## Required work
Scan the material below, then work out how many of its lines contain the word "PathCommand"; reply with that number only.

Data for this exercise Block Start

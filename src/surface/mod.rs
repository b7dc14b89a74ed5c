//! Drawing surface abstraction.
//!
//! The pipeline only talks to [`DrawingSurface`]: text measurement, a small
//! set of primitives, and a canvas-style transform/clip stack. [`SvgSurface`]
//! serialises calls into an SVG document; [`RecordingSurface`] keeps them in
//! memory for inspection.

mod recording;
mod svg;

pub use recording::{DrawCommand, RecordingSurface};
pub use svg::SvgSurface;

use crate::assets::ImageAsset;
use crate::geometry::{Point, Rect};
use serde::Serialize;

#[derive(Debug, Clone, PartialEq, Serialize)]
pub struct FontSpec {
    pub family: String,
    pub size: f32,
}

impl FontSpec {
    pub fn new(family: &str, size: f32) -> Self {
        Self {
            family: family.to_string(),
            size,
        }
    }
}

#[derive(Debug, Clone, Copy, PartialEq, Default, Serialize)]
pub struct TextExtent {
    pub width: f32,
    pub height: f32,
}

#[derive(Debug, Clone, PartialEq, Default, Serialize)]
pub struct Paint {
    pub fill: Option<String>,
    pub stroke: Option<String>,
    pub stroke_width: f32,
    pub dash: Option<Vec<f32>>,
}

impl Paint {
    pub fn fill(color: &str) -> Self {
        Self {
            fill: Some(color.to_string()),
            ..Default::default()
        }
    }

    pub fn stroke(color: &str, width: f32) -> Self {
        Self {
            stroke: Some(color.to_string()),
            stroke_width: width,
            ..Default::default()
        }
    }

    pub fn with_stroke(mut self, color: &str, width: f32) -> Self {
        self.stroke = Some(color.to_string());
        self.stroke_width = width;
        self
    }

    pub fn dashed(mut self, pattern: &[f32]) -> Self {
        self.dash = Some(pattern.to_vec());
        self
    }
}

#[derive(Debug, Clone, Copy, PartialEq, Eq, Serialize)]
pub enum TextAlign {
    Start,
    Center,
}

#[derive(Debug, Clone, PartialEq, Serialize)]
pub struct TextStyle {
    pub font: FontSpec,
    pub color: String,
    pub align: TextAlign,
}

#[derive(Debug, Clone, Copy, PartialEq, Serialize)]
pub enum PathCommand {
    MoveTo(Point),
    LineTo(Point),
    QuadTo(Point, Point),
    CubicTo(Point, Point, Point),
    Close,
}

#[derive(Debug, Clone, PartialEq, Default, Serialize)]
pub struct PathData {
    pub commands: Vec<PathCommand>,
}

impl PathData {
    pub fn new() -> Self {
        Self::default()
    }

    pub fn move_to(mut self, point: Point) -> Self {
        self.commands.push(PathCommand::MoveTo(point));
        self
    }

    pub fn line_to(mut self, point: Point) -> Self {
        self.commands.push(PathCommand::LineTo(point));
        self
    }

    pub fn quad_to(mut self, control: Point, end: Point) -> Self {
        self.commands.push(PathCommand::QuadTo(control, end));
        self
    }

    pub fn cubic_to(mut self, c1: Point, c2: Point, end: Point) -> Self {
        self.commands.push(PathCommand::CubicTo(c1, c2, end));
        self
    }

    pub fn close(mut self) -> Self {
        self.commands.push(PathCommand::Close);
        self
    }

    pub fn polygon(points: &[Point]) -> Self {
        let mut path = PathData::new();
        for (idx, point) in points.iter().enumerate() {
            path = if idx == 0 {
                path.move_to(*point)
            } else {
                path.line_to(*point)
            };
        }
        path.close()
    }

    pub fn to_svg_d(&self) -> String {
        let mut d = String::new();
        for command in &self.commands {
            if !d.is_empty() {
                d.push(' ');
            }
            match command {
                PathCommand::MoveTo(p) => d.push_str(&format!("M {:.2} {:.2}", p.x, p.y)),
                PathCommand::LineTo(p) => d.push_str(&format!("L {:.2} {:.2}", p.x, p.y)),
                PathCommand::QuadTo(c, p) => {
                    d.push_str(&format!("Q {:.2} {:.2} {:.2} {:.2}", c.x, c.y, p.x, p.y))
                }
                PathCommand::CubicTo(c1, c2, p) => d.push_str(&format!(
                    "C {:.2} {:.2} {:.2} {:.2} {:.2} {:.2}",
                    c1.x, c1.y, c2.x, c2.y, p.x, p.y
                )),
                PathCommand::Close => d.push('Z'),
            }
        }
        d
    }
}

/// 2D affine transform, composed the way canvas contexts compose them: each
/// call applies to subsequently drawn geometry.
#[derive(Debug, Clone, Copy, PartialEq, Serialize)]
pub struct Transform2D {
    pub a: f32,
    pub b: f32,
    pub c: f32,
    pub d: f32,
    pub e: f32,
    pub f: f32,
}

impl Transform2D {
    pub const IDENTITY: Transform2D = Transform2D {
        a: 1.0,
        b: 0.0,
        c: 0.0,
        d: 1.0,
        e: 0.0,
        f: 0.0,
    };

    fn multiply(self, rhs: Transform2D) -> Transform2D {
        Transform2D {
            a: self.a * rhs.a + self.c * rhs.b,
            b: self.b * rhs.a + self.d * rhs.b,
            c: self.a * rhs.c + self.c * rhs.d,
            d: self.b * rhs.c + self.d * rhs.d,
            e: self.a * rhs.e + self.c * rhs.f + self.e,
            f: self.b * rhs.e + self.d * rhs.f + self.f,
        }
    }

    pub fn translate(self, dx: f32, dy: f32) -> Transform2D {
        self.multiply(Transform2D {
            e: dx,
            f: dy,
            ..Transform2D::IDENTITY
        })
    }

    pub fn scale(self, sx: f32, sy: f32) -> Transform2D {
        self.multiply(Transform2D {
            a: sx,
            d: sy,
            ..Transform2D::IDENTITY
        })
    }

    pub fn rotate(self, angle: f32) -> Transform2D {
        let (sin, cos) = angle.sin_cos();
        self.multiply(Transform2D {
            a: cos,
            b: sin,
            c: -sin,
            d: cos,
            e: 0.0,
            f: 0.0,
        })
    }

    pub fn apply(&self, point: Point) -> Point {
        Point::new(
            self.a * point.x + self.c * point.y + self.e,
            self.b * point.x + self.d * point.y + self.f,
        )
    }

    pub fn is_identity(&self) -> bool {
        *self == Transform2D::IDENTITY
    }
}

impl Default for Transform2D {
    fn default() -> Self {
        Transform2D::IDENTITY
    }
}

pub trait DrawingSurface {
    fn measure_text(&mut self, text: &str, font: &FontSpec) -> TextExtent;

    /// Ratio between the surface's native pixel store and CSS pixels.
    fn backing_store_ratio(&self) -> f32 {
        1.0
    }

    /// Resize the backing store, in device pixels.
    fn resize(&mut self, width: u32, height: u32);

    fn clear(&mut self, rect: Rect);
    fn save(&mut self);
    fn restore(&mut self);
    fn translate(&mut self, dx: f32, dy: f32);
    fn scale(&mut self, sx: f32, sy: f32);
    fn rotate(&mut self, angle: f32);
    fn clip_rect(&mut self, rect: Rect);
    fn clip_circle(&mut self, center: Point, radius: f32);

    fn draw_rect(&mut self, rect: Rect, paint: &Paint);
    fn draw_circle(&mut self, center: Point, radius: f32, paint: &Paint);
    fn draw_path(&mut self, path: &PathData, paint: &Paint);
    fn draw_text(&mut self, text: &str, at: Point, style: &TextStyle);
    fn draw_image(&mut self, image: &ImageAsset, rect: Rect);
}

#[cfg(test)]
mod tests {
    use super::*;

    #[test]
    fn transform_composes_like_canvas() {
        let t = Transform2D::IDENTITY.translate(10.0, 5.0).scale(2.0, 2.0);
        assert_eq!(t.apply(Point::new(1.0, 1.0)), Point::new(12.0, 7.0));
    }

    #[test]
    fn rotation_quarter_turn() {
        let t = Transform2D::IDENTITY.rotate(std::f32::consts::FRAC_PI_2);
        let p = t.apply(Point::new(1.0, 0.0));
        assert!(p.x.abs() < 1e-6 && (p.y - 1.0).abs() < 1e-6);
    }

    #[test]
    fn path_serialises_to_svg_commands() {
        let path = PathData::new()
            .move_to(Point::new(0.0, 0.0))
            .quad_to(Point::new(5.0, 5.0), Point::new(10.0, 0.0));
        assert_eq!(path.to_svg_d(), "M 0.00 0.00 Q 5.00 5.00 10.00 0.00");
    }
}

Data for this exercise Block End

## Written response
12